--- Supplied records Enclosed Below ---
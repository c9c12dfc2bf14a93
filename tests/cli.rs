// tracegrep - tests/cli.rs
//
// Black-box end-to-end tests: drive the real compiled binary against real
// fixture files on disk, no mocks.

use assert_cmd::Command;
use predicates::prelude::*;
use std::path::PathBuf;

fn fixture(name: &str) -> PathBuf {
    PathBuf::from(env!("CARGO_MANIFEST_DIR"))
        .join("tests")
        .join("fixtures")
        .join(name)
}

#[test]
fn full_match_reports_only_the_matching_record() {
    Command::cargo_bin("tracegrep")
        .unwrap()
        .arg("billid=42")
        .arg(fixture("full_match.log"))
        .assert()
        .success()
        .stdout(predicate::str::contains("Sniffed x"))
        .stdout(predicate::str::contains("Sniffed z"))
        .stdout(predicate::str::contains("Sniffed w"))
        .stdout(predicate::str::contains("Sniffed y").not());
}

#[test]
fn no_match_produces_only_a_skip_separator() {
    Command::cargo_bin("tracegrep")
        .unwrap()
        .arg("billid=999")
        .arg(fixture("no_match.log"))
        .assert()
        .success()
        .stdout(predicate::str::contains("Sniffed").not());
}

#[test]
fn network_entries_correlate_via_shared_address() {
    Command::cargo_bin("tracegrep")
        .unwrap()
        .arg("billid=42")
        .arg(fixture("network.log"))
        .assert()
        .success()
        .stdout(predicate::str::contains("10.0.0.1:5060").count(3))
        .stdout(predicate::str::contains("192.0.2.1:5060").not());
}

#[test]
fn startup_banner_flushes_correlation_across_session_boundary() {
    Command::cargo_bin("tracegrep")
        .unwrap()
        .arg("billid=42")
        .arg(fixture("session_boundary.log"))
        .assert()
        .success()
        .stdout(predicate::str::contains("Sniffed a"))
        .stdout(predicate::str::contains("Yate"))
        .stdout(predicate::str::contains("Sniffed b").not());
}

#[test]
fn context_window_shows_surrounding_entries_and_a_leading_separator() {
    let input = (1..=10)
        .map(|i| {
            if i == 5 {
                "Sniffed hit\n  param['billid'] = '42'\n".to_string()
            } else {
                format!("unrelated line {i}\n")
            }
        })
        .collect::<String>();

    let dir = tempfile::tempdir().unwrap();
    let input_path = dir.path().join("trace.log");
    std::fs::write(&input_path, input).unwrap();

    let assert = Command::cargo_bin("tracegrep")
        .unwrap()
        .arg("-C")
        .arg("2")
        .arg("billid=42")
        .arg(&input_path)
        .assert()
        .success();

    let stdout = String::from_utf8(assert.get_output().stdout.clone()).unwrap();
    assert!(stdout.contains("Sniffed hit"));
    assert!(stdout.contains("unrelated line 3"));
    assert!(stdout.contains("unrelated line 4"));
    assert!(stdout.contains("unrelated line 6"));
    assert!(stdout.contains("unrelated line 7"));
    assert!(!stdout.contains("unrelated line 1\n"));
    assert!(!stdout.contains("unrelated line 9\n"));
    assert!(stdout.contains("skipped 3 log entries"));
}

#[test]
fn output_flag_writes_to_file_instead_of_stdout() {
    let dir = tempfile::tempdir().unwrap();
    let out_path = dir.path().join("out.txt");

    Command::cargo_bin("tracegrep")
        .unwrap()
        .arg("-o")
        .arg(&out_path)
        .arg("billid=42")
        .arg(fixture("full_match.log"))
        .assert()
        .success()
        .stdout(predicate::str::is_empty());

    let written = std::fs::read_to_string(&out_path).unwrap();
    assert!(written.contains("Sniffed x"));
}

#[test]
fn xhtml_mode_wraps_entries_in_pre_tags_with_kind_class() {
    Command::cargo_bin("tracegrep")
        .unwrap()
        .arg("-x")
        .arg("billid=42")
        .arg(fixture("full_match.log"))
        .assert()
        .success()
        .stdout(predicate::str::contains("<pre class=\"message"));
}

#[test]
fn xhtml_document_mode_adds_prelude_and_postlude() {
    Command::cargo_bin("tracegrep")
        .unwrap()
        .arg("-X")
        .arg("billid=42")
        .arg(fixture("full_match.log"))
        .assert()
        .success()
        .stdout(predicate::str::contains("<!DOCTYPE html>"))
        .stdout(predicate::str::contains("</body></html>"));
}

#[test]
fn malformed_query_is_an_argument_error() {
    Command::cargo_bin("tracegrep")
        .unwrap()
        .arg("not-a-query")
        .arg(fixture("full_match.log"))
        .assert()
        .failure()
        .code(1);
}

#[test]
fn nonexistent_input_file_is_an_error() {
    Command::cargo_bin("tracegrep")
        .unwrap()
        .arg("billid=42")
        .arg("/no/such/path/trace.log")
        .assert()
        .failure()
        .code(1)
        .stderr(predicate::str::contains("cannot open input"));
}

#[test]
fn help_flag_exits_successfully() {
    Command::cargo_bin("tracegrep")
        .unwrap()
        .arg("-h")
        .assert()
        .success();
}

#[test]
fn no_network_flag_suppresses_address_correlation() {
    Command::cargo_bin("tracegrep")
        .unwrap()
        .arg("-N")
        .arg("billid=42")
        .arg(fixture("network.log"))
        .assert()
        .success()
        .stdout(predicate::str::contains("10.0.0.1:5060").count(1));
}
--- End of Enclosed Supplied records ---
■ Problem to work on ■
Produce an exact copy of every entry above.

■ Answer box ■
repository c9c12dfc2bf14a93
filename tests/cli.rs
// tracegrep - tests/cli.rs
//
// Black-box end-to-end tests: drive the real compiled binary against real
// fixture files on disk, no mocks.

use assert_cmd::Command;
use predicates::prelude::*;
use std::path::PathBuf;

fn fixture(name: &str) -> PathBuf {
    PathBuf::from(env!("CARGO_MANIFEST_DIR"))
        .join("tests")
        .join("fixtures")
        .join(name)
}

#[test]
fn full_match_reports_only_the_matching_record() {
    Command::cargo_bin("tracegrep")
        .unwrap()
        .arg("billid=42")
        .arg(fixture("full_match.log"))
        .assert()
        .success()
        .stdout(predicate::str::contains("Sniffed x"))
        .stdout(predicate::str::contains("Sniffed z"))
        .stdout(predicate::str::contains("Sniffed w"))
        .stdout(predicate::str::contains("Sniffed y").not());
}

#[test]
fn no_match_produces_only_a_skip_separator() {
    Command::cargo_bin("tracegrep")
        .unwrap()
        .arg("billid=999")
        .arg(fixture("no_match.log"))
        .assert()
        .success()
        .stdout(predicate::str::contains("Sniffed").not());
}

#[test]
fn network_entries_correlate_via_shared_address() {
    Command::cargo_bin("tracegrep")
        .unwrap()
        .arg("billid=42")
        .arg(fixture("network.log"))
        .assert()
        .success()
        .stdout(predicate::str::contains("10.0.0.1:5060").count(3))
        .stdout(predicate::str::contains("192.0.2.1:5060").not());
}

#[test]
fn startup_banner_flushes_correlation_across_session_boundary() {
    Command::cargo_bin("tracegrep")
        .unwrap()
        .arg("billid=42")
        .arg(fixture("session_boundary.log"))
        .assert()
        .success()
        .stdout(predicate::str::contains("Sniffed a"))
        .stdout(predicate::str::contains("Yate"))
        .stdout(predicate::str::contains("Sniffed b").not());
}

#[test]
fn context_window_shows_surrounding_entries_and_a_leading_separator() {
    let input = (1..=10)
        .map(|i| {
            if i == 5 {
                "Sniffed hit\n  param['billid'] = '42'\n".to_string()
            } else {
                format!("unrelated line {i}\n")
            }
        })
        .collect::<String>();

    let dir = tempfile::tempdir().unwrap();
    let input_path = dir.path().join("trace.log");
    std::fs::write(&input_path, input).unwrap();

    let assert = Command::cargo_bin("tracegrep")
        .unwrap()
        .arg("-C")
        .arg("2")
        .arg("billid=42")
        .arg(&input_path)
        .assert()
        .success();

    let stdout = String::from_utf8(assert.get_output().stdout.clone()).unwrap();
    assert!(stdout.contains("Sniffed hit"));
    assert!(stdout.contains("unrelated line 3"));
    assert!(stdout.contains("unrelated line 4"));
    assert!(stdout.contains("unrelated line 6"));
    assert!(stdout.contains("unrelated line 7"));
    assert!(!stdout.contains("unrelated line 1\n"));
    assert!(!stdout.contains("unrelated line 9\n"));
    assert!(stdout.contains("skipped 3 log entries"));
}

#[test]
fn output_flag_writes_to_file_instead_of_stdout() {
    let dir = tempfile::tempdir().unwrap();
    let out_path = dir.path().join("out.txt");

    Command::cargo_bin("tracegrep")
        .unwrap()
        .arg("-o")
        .arg(&out_path)
        .arg("billid=42")
        .arg(fixture("full_match.log"))
        .assert()
        .success()
        .stdout(predicate::str::is_empty());

    let written = std::fs::read_to_string(&out_path).unwrap();
    assert!(written.contains("Sniffed x"));
}

#[test]
fn xhtml_mode_wraps_entries_in_pre_tags_with_kind_class() {
    Command::cargo_bin("tracegrep")
        .unwrap()
        .arg("-x")
        .arg("billid=42")
        .arg(fixture("full_match.log"))
        .assert()
        .success()
        .stdout(predicate::str::contains("<pre class=\"message"));
}

#[test]
fn xhtml_document_mode_adds_prelude_and_postlude() {
    Command::cargo_bin("tracegrep")
        .unwrap()
        .arg("-X")
        .arg("billid=42")
        .arg(fixture("full_match.log"))
        .assert()
        .success()
        .stdout(predicate::str::contains("<!DOCTYPE html>"))
        .stdout(predicate::str::contains("</body></html>"));
}

#[test]
fn malformed_query_is_an_argument_error() {
    Command::cargo_bin("tracegrep")
        .unwrap()
        .arg("not-a-query")
        .arg(fixture("full_match.log"))
        .assert()
        .failure()
        .code(1);
}

#[test]
fn nonexistent_input_file_is_an_error() {
    Command::cargo_bin("tracegrep")
        .unwrap()
        .arg("billid=42")
        .arg("/no/such/path/trace.log")
        .assert()
        .failure()
        .code(1)
        .stderr(predicate::str::contains("cannot open input"));
}

#[test]
fn help_flag_exits_successfully() {
    Command::cargo_bin("tracegrep")
        .unwrap()
        .arg("-h")
        .assert()
        .success();
}

#[test]
fn no_network_flag_suppresses_address_correlation() {
    Command::cargo_bin("tracegrep")
        .unwrap()
        .arg("-N")
        .arg("billid=42")
        .arg(fixture("network.log"))
        .assert()
        .success()
        .stdout(predicate::str::contains("10.0.0.1:5060").count(1));
}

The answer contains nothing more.